Taking another look at Ohio’s low-cost process for resolving open records disputes

By Jeffrey A. Roberts
CFOIC Executive Director

In 2018, this blog reported on a then-two-year-old process in Ohio that gives requesters of public records a low-cost way to fight denials in court. A new research paper prepared for the National Freedom of Information Coalition looks at how well the process works.

In Colorado, filing a lawsuit in district court is the only way for journalists and the public to challenge denials — there is no administrative appeal mechanism in the Colorado Open Records Act. Journalists here have some access to legal help for open-government matters because of the Colorado Freedom of Information Coalition and the Reporters Committee for Freedom of the Press’ Local Legal Initiative.

records
(Credit: iStock, Zerbor)

But challenges from ordinary citizens aren’t all that common, perhaps because it can be intimidating to take on the government and the initial cost of a lawsuit — even though a prevailing plaintiff is entitled to attorney fees and court costs. So maybe that’s a reason to consider alternatives for dispute resolution such as the now-eight-year-old Ohio program.

In his paper, Mitch McKenney, associate professor of journalism at Kent State University, wrote that the Ohio process “doesn’t replace the existing option of filing a mandamus action in other Ohio courts, but rather creates an inexpensive alternative with tight, court-enforced deadlines to resolve common disputes.”

For just $25, someone denied a record can start an action in the Court of Claims by filling out a one-page form, “no lawyer needed.” The process begins with mediation “and if that doesn’t resolve it, it goes to a special master for a recommendation. For actions that persist until a judge issues a ruling, that decision can be appealed. Court costs — typically under $100 — can be assessed to the requester or public agency respondent. Importantly, discovery isn’t permitted and neither party can recover attorney fees or statutory damages.”

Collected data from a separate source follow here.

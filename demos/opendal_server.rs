//! # OpenDAL Server Demo
//!
//! ```sh
//! cargo run --example opendal_server --features "server opendal memory mock_auth"
//! ```

use opendal::{Operator, services::Fs};
use romvault::prelude::*;
use std::env;
use tracing_subscriber::EnvFilter;

#[tokio::main]
async fn main() -> anyhow::Result<()> {
    tracing_subscriber::fmt()
        .with_env_filter(EnvFilter::try_from_default_env().unwrap_or_else(|_| "info".into()))
        .init();

    // Providers
    // This demo uses the FileSystem backend, but you can swap this
    // for S3, GCS, Azure, etc., by changing the Builder (e.g., opendal::services::S3).
    let root_path =
        env::var("ROMVAULT_DATA_DIR").unwrap_or_else(|_| "/tmp/romvault_opendal".to_string());
    let op = Operator::new(Fs::default().root(&root_path))?.finish();

    let storage = OpendalStorage::new(op);
    let records = MemoryRecords::new();

    // Don't use this in production! This is just for demonstration/testing purposes
    let auth = AllowAllAuth;

    // Build
    let app = RomvaultServer::default().build(storage, records, auth);

    // Serve
    let port = env::var("PORT").unwrap_or_else(|_| "3000".to_string());
    let addr = format!("0.0.0.0:{port}");
    println!("Server listening on http://{addr}");
    let listener = tokio::net::TcpListener::bind(addr).await?;
    axum::serve(listener, app).await?;
    Ok(())
}
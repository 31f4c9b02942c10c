use romvault_core::prelude::*;

/// Accepts every caller with every scope.
///
/// The bearer token, if any, becomes the user id so tests can act as
/// several users. An empty token is `dev_user`.
#[derive(Clone)]
pub struct AllowAllAuth;

impl AuthProvider for AllowAllAuth {
    async fn verify(&self, token: &str) -> Result<User, AuthError> {
        let id = match token.trim() {
            "" => "dev_user",
            token => token,
        };
        Ok(User {
            id: id.to_string(),
            scopes: vec!["admin".to_string(), "read".to_string(), "write".to_string()],
        })
    }
}
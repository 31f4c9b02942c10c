mod common;

use bytes::Bytes;
use common::*;
use romvault_core::prelude::*;
use romvault_library::VersionUpload;
use romvault_memory::MemoryRecords;

fn version(region: &str, preferred: bool) -> VersionUpload {
    VersionUpload {
        name: None,
        region: region.into(),
        revision: None,
        preferred,
    }
}

#[tokio::test]
async fn versions_get_timestamped_keys() {
    let storage = SpyStorage::new();
    let lib = library(&storage, &MemoryRecords::new());
    let game = game(&lib, "snes", "zelda.sfc").await;

    let v = lib
        .versions
        .create_version(game.id, Bytes::from_static(b"jp"), version("Japan", false))
        .await
        .unwrap();

    let prefix = format!("roms/versions/{}/Japan-", game.id);
    assert!(v.rom_path.starts_with(&prefix), "{}", v.rom_path);
    let millis = &v.rom_path[prefix.len()..v.rom_path.len() - ".rom".len()];
    assert!(millis.parse::<i64>().is_ok());
    assert_eq!(v.md5_hash, md5_hex(b"jp"));
}

#[tokio::test]
async fn creating_a_preferred_version_clears_the_others() {
    let storage = SpyStorage::new();
    let records = MemoryRecords::new();
    let lib = library(&storage, &records);
    let game = game(&lib, "nes", "mario.nes").await;

    let usa = lib
        .versions
        .create_version(game.id, Bytes::from_static(b"u"), version("USA", true))
        .await
        .unwrap();
    let europe = lib
        .versions
        .create_version(game.id, Bytes::from_static(b"e"), version("Europe", true))
        .await
        .unwrap();

    let versions = lib.versions.list_versions(game.id).await.unwrap();
    let preferred: Vec<_> = versions.iter().filter(|v| v.is_preferred).map(|v| v.id).collect();
    assert_eq!(preferred, vec![europe.id]);
    assert_eq!(versions[0].id, europe.id);
    assert!(versions.iter().any(|v| v.id == usa.id && !v.is_preferred));
}

#[tokio::test]
async fn concurrent_set_preferred_leaves_one_preferred() {
    let storage = SpyStorage::new();
    let records = MemoryRecords::new();
    let lib = library(&storage, &records);
    let game = game(&lib, "gba", "advance_wars.gba").await;

    let mut ids = Vec::new();
    for region in ["USA", "Europe", "Japan", "Korea", "China"] {
        let v = lib
            .versions
            .create_version(game.id, Bytes::from(region.as_bytes().to_vec()), version(region, false))
            .await
            .unwrap();
        ids.push(v.id);
    }

    let mut handles = Vec::new();
    for round in 0..20 {
        let lib = lib.clone();
        let id = ids[round % ids.len()];
        let game_id = game.id;
        handles.push(tokio::spawn(async move {
            lib.versions.set_preferred(game_id, id).await.unwrap();
        }));
    }
    for handle in handles {
        handle.await.unwrap();
    }

    let preferred = records
        .versions(game.id)
        .await
        .unwrap()
        .into_iter()
        .filter(|v| v.is_preferred)
        .count();
    assert_eq!(preferred, 1);
}

#[tokio::test]
async fn set_preferred_rejects_versions_of_other_games() {
    let storage = SpyStorage::new();
    let lib = library(&storage, &MemoryRecords::new());
    let zelda = game(&lib, "nes", "zelda.nes").await;
    let metroid = game(&lib, "nes", "metroid.nes").await;
    let v = lib
        .versions
        .create_version(metroid.id, Bytes::from_static(b"m"), version("USA", false))
        .await
        .unwrap();

    let err = lib.versions.set_preferred(zelda.id, v.id).await.unwrap_err();
    assert_eq!(err.kind(), "not_found");
    assert!(lib.versions.list_versions(metroid.id).await.unwrap().iter().all(|v| !v.is_preferred));
}

#[tokio::test]
async fn resolve_rom_prefers_flagged_version() {
    let storage = SpyStorage::new();
    let lib = library(&storage, &MemoryRecords::new());
    let game = game(&lib, "psx", "ff7.bin").await;

    let served = lib.versions.resolve_rom(game.id).await.unwrap();
    assert_eq!(served.asset, AssetRef::Game(game.id));
    assert_eq!(served.key, game.path);

    let v = lib
        .versions
        .create_version(game.id, Bytes::from_static(b"pal"), version("Europe", true))
        .await
        .unwrap();
    let served = lib.versions.resolve_rom(game.id).await.unwrap();
    assert_eq!(served.asset, AssetRef::Version(v.id));

    let download = lib.versions.open_served(game.id).await.unwrap();
    assert_eq!(collect(download).await, Bytes::from_static(b"pal"));
}

#[tokio::test]
async fn delete_version_is_two_phase() {
    let storage = SpyStorage::new();
    let records = MemoryRecords::new();
    let lib = library(&storage, &records);
    let game = game(&lib, "gb", "pokemon.gb").await;
    let v = lib
        .versions
        .create_version(game.id, Bytes::from_static(b"v"), version("USA", true))
        .await
        .unwrap();

    storage.fail_deletes(true);
    lib.versions.delete_version(v.id).await.unwrap();

    assert!(records.version(v.id).await.unwrap().is_none());
    assert_eq!(lib.versions.resolve_rom(game.id).await.unwrap().asset, AssetRef::Game(game.id));
}

#[tokio::test]
async fn versions_for_missing_games_upload_nothing() {
    let storage = SpyStorage::new();
    let lib = library(&storage, &MemoryRecords::new());
    let err = lib
        .versions
        .create_version(7, Bytes::from_static(b"v"), version("USA", false))
        .await
        .unwrap_err();
    assert_eq!(err.kind(), "not_found");
    assert_eq!(storage.calls(), 0);
}
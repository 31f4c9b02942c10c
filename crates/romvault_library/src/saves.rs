//! Per-user save slots, 1 to 10 for each game.
//!
//! State objects live at an untimestamped key, so saving into an occupied slot
//! overwrites the previous bytes in place. There is no save history.
//!
//! Saving without a screenshot clears the record's screenshot path but leaves
//! any earlier `slot-{n}.png` in the bucket for the orphan scan. A concurrent
//! save into the same slot may already own that key again.

use crate::cleanup::remove_objects;
use crate::download::AssetDownload;
use crate::records::AssetRecords;
use bytes::Bytes;
use romvault_core::prelude::*;
use tracing::{info, instrument, warn};

#[derive(Debug, Clone)]
pub struct SaveRequest {
    pub user_id: String,
    pub game_id: RecordId,
    /// Checked against the slot range before any I/O.
    pub slot: i64,
    pub state: Bytes,
    pub screenshot: Option<Bytes>,
    pub description: Option<String>,
}

#[derive(Clone)]
pub struct SaveSlots<S: StorageBackend, R: RecordStore> {
    storage: S,
    records: AssetRecords<R>,
}

impl<S: StorageBackend, R: RecordStore> SaveSlots<S, R> {
    pub fn new(storage: S, records: R) -> Self {
        Self {
            storage,
            records: AssetRecords::new(records),
        }
    }

    /// Writes the slot, replacing whatever it held.
    #[instrument(skip(self, request), fields(user_id = %request.user_id, game_id = request.game_id, slot = request.slot, size = request.state.len()))]
    pub async fn create_or_update(&self, request: SaveRequest) -> Result<SaveState, AssetError> {
        let slot = Slot::new(request.slot)?;
        validate_file_name(&request.user_id)?;
        self.records.game(request.game_id).await?;

        let state_ctx = AssetContext::SaveState {
            user_id: &request.user_id,
            game_id: request.game_id,
            slot,
        };
        let state_key = state_ctx.key();
        let file_size = request.state.len() as u64;
        self.storage
            .put(&state_key, request.state, state_ctx.content_type())
            .await
            .map_err(AssetError::storage("uploading a save state"))?;

        let screenshot_path = match request.screenshot {
            Some(png) => {
                let shot_ctx = AssetContext::SaveScreenshot {
                    user_id: &request.user_id,
                    game_id: request.game_id,
                    slot,
                };
                let key = shot_ctx.key();
                self.storage
                    .put(&key, png, shot_ctx.content_type())
                    .await
                    .map_err(AssetError::storage("uploading a save screenshot"))?;
                Some(key)
            }
            None => None,
        };

        let save = self
            .records
            .store()
            .upsert_save_state(NewSaveState {
                user_id: request.user_id,
                game_id: request.game_id,
                slot: slot.get(),
                path: state_key,
                screenshot_path,
                description: request.description,
                file_size,
            })
            .await
            .inspect_err(|e| warn!(error = %e, "save state stored but record write failed"))?;

        info!(save_id = save.id, key = %save.path, "save state written");
        Ok(save)
    }

    /// Ordered by game, then slot.
    pub async fn list(
        &self,
        user_id: &str,
        game_id: Option<RecordId>,
    ) -> Result<Vec<SaveState>, AssetError> {
        Ok(self.records.store().save_states(user_id, game_id).await?)
    }

    #[instrument(skip(self))]
    pub async fn delete(&self, id: RecordId, user_id: &str) -> Result<(), AssetError> {
        let save = self.records.owned_save_state(id, user_id).await?;

        let keys = std::iter::once(save.path.clone()).chain(save.screenshot_path.clone());
        remove_objects(&self.storage, keys).await;
        self.records.store().delete_save_state(id).await?;

        info!(key = %save.path, "save state deleted");
        Ok(())
    }

    /// Streams the state bytes without buffering them.
    #[instrument(skip(self))]
    pub async fn load(
        &self,
        id: RecordId,
        user_id: &str,
    ) -> Result<(SaveState, AssetDownload), AssetError> {
        let save = self.records.owned_save_state(id, user_id).await?;
        let download = self
            .open(&save.path, save.file_size, format!("slot-{}.state", save.slot))
            .await?;
        Ok((save, download))
    }

    pub async fn load_screenshot(
        &self,
        id: RecordId,
        user_id: &str,
    ) -> Result<AssetDownload, AssetError> {
        let save = self.records.owned_save_state(id, user_id).await?;
        let key = save
            .screenshot_path
            .ok_or_else(|| AssetError::NotFound(format!("Screenshot for save state {id}")))?;
        let size = self
            .storage
            .stat(&key)
            .await
            .map_err(|e| match e {
                StorageError::NotFound(_) => {
                    AssetError::NotFound(format!("Screenshot for save state {id}"))
                }
                other => AssetError::storage("downloading")(other),
            })?
            .size;
        self.open(&key, size, format!("slot-{}.png", save.slot)).await
    }

    async fn open(&self, key: &str, size: u64, file_name: String) -> Result<AssetDownload, AssetError> {
        let stream = self.storage.get_stream(key).await.map_err(|e| match e {
            StorageError::NotFound(k) => AssetError::NotFound(k),
            other => AssetError::storage("downloading")(other),
        })?;
        Ok(AssetDownload {
            file_name,
            size,
            md5: None,
            stream,
        })
    }
}
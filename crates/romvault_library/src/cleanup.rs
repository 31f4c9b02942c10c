use romvault_core::prelude::*;
use tracing::warn;

/// First half of a two-phase delete: remove the object, reporting but never
/// propagating failure. The caller deletes the record afterwards regardless.
pub(crate) async fn remove_object<S: StorageBackend>(storage: &S, key: &str) -> Result<(), AssetError> {
    storage
        .delete(key)
        .await
        .map_err(|source| AssetError::StorageCleanupFailure {
            key: key.to_string(),
            source,
        })
}

pub(crate) async fn remove_objects<S, I>(storage: &S, keys: I)
where
    S: StorageBackend,
    I: IntoIterator<Item = String>,
{
    for key in keys {
        if let Err(err) = remove_object(storage, &key).await {
            log_cleanup_failure(&err);
        }
    }
}

pub(crate) fn log_cleanup_failure(err: &AssetError) {
    match err {
        AssetError::StorageCleanupFailure { key, source } => {
            warn!(key = %key, error = %source, "object left behind after record delete");
        }
        other => warn!(error = %other, "object cleanup failed"),
    }
}
/// GET /games/{id}
pub async fn get_game<S: StorageBackend, R: RecordStore, A: AuthProvider>(
    State(state): State<AppState<S, R, A>>,
    AuthenticatedUser(user): AuthenticatedUser,
    Path(id): Path<RecordId>,
) -> Result<impl IntoResponse, ApiError> {
    check_scope(&user, "read")?;
    let game = state.library.assets.records().game(id).await?;
    let public_url = game
        .cover_path
        .as_deref()
        .and_then(|key| state.library.assets.public_url(key));
    Ok(Json(PublicAsset {
        record: game,
        public_url,
    }))
}

/// PATCH /games/{id}
pub async fn update_game<S: StorageBackend, R: RecordStore, A: AuthProvider>(
    State(state): State<AppState<S, R, A>>,
    AuthenticatedUser(user): AuthenticatedUser,
    Path(id): Path<RecordId>,
    Json(update): Json<GameUpdate>,
) -> Result<impl IntoResponse, ApiError> {
    check_scope(&user, "write")?;
    Ok(Json(state.library.assets.update_game(id, update).await?))
}

/// DELETE /games/{id}
pub async fn delete_game<S: StorageBackend, R: RecordStore, A: AuthProvider>(
    State(state): State<AppState<S, R, A>>,
    AuthenticatedUser(user): AuthenticatedUser,
    Path(id): Path<RecordId>,
) -> Result<impl IntoResponse, ApiError> {
    check_scope(&user, "write")?;
    state.library.assets.delete(AssetRef::Game(id)).await?;
    Ok(StatusCode::NO_CONTENT)
}

/// GET /games/{id}/rom
pub async fn stream_game_rom<S: StorageBackend, R: RecordStore, A: AuthProvider>(
    State(state): State<AppState<S, R, A>>,
    AuthenticatedUser(user): AuthenticatedUser,
    Path(id): Path<RecordId>,
) -> Result<impl IntoResponse, ApiError> {
    check_scope(&user, "read")?;
    let download = state.library.assets.open(AssetRef::Game(id)).await?;
    Ok(stream_response(download, "application/octet-stream"))
}

/// GET /games/{id}/download
/// Where to fetch the ROM that should be played: the preferred version, or
/// the primary ROM.
pub async fn game_download_reference<S: StorageBackend, R: RecordStore, A: AuthProvider>(
    State(state): State<AppState<S, R, A>>,
    AuthenticatedUser(user): AuthenticatedUser,
    Path(id): Path<RecordId>,
) -> Result<Json<DownloadReference>, ApiError> {
    check_scope(&user, "read")?;
    Ok(Json(state.library.versions.download_reference(id).await?))
}

/// PUT /games/{id}/cover
pub async fn upload_cover<S: StorageBackend, R: RecordStore, A: AuthProvider>(
    State(state): State<AppState<S, R, A>>,
    AuthenticatedUser(user): AuthenticatedUser,
    Path(id): Path<RecordId>,
    body: Bytes,
) -> Result<impl IntoResponse, ApiError> {
    check_scope(&user, "write")?;
    let game = state.library.assets.set_cover(id, body).await?;
    let public_url = game
        .cover_path
        .as_deref()
        .and_then(|key| state.library.assets.public_url(key));
    Ok(Json(PublicAsset {
        record: game,
        public_url,
    }))
}

/// GET /games/{id}/screenshots
pub async fn list_screenshots<S: StorageBackend, R: RecordStore, A: AuthProvider>(
    State(state): State<AppState<S, R, A>>,
    AuthenticatedUser(user): AuthenticatedUser,
    Path(id): Path<RecordId>,
) -> Result<impl IntoResponse, ApiError> {
    check_scope(&user, "read")?;
    let assets = &state.library.assets;
    assets.records().game(id).await?;
    let shots = assets
        .records()
        .store()
        .screenshots(id)
        .await
        .map_err(AssetError::from)?
        .into_iter()
        .map(|shot| PublicAsset {
            public_url: assets.public_url(&shot.path),
            record: shot,
        })
        .collect::<Vec<_>>();
    Ok(Json(shots))
}

/// POST /games/{id}/screenshots
pub async fn upload_screenshot<S: StorageBackend, R: RecordStore, A: AuthProvider>(
    State(state): State<AppState<S, R, A>>,
    AuthenticatedUser(user): AuthenticatedUser,
    Path(id): Path<RecordId>,
    body: Bytes,
) -> Result<impl IntoResponse, ApiError> {
    check_scope(&user, "write")?;
    let shot = state.library.assets.add_screenshot(id, body).await?;
    let public_url = state.library.assets.public_url(&shot.path);
    Ok((
        StatusCode::CREATED,
        Json(PublicAsset {
            record: shot,
            public_url,
        }),
    ))
}
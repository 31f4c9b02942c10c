use aws_sdk_s3::Client;
use aws_sdk_s3::error::SdkError;
use aws_sdk_s3::presigning::PresigningConfig;
use aws_sdk_s3::primitives::ByteStream as S3ByteStream;
use bytes::Bytes;
use chrono::{DateTime, Utc};
use futures::TryStreamExt;
use romvault_core::prelude::*;
use std::time::Duration;
use tokio_util::io::ReaderStream;
use tracing::{debug, error, instrument};

#[derive(Clone)]
pub struct S3Storage {
    client: Client,
    bucket: String,
    prefix: String,
    public_base_url: Option<String>,
}

impl S3Storage {
    pub fn new(client: Client, bucket: String, prefix: Option<String>) -> Self {
        Self {
            client,
            bucket,
            prefix: prefix.unwrap_or_default(),
            public_base_url: None,
        }
    }

    /// Base URL of the bucket as seen by browsers, used for `covers/` and `screenshots/`.
    pub fn with_public_base_url(mut self, url: impl Into<String>) -> Self {
        self.public_base_url = Some(url.into());
        self
    }

    fn key(&self, path: &str) -> String {
        self.prefix
            .is_empty()
            .then(|| path.to_string())
            .unwrap_or(format!("{}{path}", self.prefix))
    }

    fn strip_prefix(&self, key: &str) -> String {
        key.strip_prefix(self.prefix.as_str())
            .unwrap_or(key)
            .to_string()
    }
}

impl StorageBackend for S3Storage {
    #[instrument(skip(self, data), fields(bucket = %self.bucket, key, size = data.len()))]
    async fn put(&self, path: &str, data: Bytes, content_type: &str) -> Result<(), StorageError> {
        let key = self.key(path);
        tracing::Span::current().record("key", &key);

        debug!("Uploading object to S3...");
        self.client
            .put_object()
            .bucket(&self.bucket)
            .key(&key)
            .content_type(content_type)
            .body(S3ByteStream::from(data))
            .send()
            .await
            .map_err(|e| {
                error!("Failed to upload object: {e:?}");
                StorageError::Generic(format!("S3 Upload Error: {e:?}"))
            })?;

        debug!("Upload successful");
        Ok(())
    }

    async fn put_stream(
        &self,
        path: &str,
        stream: BodyStream,
        _content_length: Option<u64>,
        content_type: &str,
    ) -> Result<u64, StorageError> {
        // TODO: switch to multipart upload so large disc images are not buffered.
        let chunks: Vec<Bytes> = stream.try_collect().await?;
        let data = Bytes::from(chunks.concat());
        let size = data.len() as u64;
        self.put(path, data, content_type).await?;
        Ok(size)
    }

    #[instrument(skip(self), fields(bucket = %self.bucket, key))]
    async fn get_stream(&self, path: &str) -> Result<ByteStream, StorageError> {
        let key = self.key(path);
        tracing::Span::current().record("key", &key);

        let res = self
            .client
            .get_object()
            .bucket(&self.bucket)
            .key(&key)
            .send()
            .await;

        match res {
            Ok(output) => {
                let reader = ReaderStream::new(output.body.into_async_read());
                Ok(Box::pin(reader.map_err(StorageError::Io)))
            }
            Err(SdkError::ServiceError(err)) => {
                let inner = err.err();
                if inner.is_no_such_key() {
                    debug!("Object not found in S3");
                    Err(StorageError::NotFound(path.to_string()))
                } else {
                    error!("S3 Service Error during read: {:?}", err);
                    Err(StorageError::Generic(format!(
                        "S3 Service Error: {:?}",
                        inner
                    )))
                }
            }
            Err(e) => {
                error!("Unexpected S3 Error: {:?}", e);
                Err(StorageError::Generic(format!("S3 Error: {:?}", e)))
            }
        }
    }

    async fn stat(&self, path: &str) -> Result<ObjectMeta, StorageError> {
        let key = self.key(path);
        let res = self
            .client
            .head_object()
            .bucket(&self.bucket)
            .key(&key)
            .send()
            .await;

        match res {
            Ok(output) => Ok(ObjectMeta {
                size: output.content_length().unwrap_or(0).max(0) as u64,
                last_modified: output
                    .last_modified()
                    .and_then(|dt| DateTime::<Utc>::from_timestamp(dt.secs(), dt.subsec_nanos())),
                etag: output.e_tag().map(|tag| tag.trim_matches('"').to_string()),
            }),
            Err(SdkError::ServiceError(err)) => err
                .err()
                .is_not_found()
                .then(|| Err(StorageError::NotFound(path.to_string())))
                .unwrap_or_else(|| {
                    error!("S3 Head Object Error: {:?}", err);
                    Err(StorageError::Generic(format!(
                        "S3 Service Error: {:?}",
                        err
                    )))
                }),
            Err(e) => Err(StorageError::Generic(format!("S3 Error: {e}"))),
        }
    }

    #[instrument(skip(self), fields(bucket = %self.bucket))]
    async fn delete(&self, path: &str) -> Result<(), StorageError> {
        self.client
            .delete_object()
            .bucket(&self.bucket)
            .key(self.key(path))
            .send()
            .await
            .map_err(|e| {
                error!("Failed to delete object: {e:?}");
                StorageError::Generic(format!("S3 Delete Error: {e:?}"))
            })?;
        Ok(())
    }

    async fn list(&self, prefix: &str) -> Result<Vec<String>, StorageError> {
        let full_prefix = self.key(prefix);
        let mut keys = Vec::new();
        let mut continuation_token: Option<String> = None;

        loop {
            let mut request = self
                .client
                .list_objects_v2()
                .bucket(&self.bucket)
                .prefix(&full_prefix);

            if let Some(token) = continuation_token.take() {
                request = request.continuation_token(token);
            }

            let output = request
                .send()
                .await
                .map_err(|e| StorageError::Generic(format!("S3 List Error: {e:?}")))?;

            keys.extend(
                output
                    .contents()
                    .iter()
                    .filter_map(|obj| obj.key())
                    .map(|k| self.strip_prefix(k)),
            );

            if output.is_truncated() == Some(true) {
                continuation_token = output.next_continuation_token().map(str::to_string);
            } else {
                break;
            }
        }

        Ok(keys)
    }

    #[instrument(skip(self), fields(bucket = %self.bucket))]
    async fn signed_url(&self, path: &str, ttl: Duration) -> Result<Option<String>, StorageError> {
        let config = PresigningConfig::expires_in(ttl)
            .map_err(|e| StorageError::Generic(format!("Invalid presign TTL: {e}")))?;

        let request = self
            .client
            .get_object()
            .bucket(&self.bucket)
            .key(self.key(path))
            .presigned(config)
            .await
            .map_err(|e| {
                error!("Failed to presign object: {e:?}");
                StorageError::Generic(format!("S3 Presign Error: {e:?}"))
            })?;

        Ok(Some(request.uri().to_string()))
    }

    fn public_base_url(&self) -> Option<&str> {
        self.public_base_url.as_deref()
    }
}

The process isn’t designed to handle “complex situations,” McKenney explained, but parties can attach supporting affidavits, and the special master can ask for additional information. The Court of Claims is required to dismiss any complaint that involves a new legal issue “of substantial public interest,” directing the requester instead to a higher court.

McKenney examined 413 cases filed under Ohio Revised Code 2743.75 since mid-2019. Requesters successfully obtained records in 243 of those cases: 49 during “triage” prior to mediation, 108 during formal mediation, 53 after a special master’s report and recommendation, 24 with a judicial decision and nine in some other manner.

For cases resolved in a public agency’s favor — meaning the requester didn’t get records — 60 percent came after a special master’s report and recommendation and nearly 20 percent were the result of a judicial decision.

About 5 percent of all decisions since 2016 have been appealed, including one in which the Ohio Supreme Court ordered the state health department not to provide a COVID death records database to the Columbus Dispatch.

Of all Court of Claims cases filed since 2016, one-fourth were against law enforcement agencies. Twenty percent were against municipalities, 18 percent the state of Ohio, 17 percent public universities and school districts, 7 percent counties and 15 percent other entities.

“Generally, the more local the government, court records suggest the less often officials provided records as they should have,” McKenney’s paper says.

McKenney also surveyed complainants about their experiences with the Court of Claims, including 61 people who had successful outcomes and 33 who did not. Most of those with successful outcomes were “happy” with the process, he reported. “More than one said it ‘levels the playing field’ between citizens and public officials.”

Said one complainant: “It worked for me and without the process I would have never received the documents. The city could care less about following the law if they know it would cost the individual hundreds to thousands of dollars in legal fees. The city law department was unresponsive to me until the Court of Claims became involved.” (In Ohio, a court has the discretion to award attorneys’ fees in cases where the plaintiff obtains a writ of mandamus.)

Said another: “Without this process, I probably would not have gone to the trouble or expense of suing for the record that I eventually obtained. The low filing fee and the simplified process made it possible for me to obtain the record that I sought.”

Not everyone was pleased with the Ohio system, which costs about $1 million a year to administer. Several of those who were denied records told McKenney they wanted to see agencies face penalties for not complying with the law.

The mediation “was a sham,” one person wrote, “as it proposed I leave the state off the hook for all the lies/obstruction the state did prior to the court filing, IF I would agree to drop everything IF the state gave me the sought-after record … I declined to agree to do that.” That person told McKenney “it’s misleading to suggest citizens don’t need a lawyer and it puts them at a disadvantage because the public agencies will definitely be using one.”

McKenney’s paper won the top prize in NFOIC’s 2024 research competition, which was co-sponsored by the Joseph L. Brechner Freedom of Information Project at the University of Florida College of Journalism and Communications.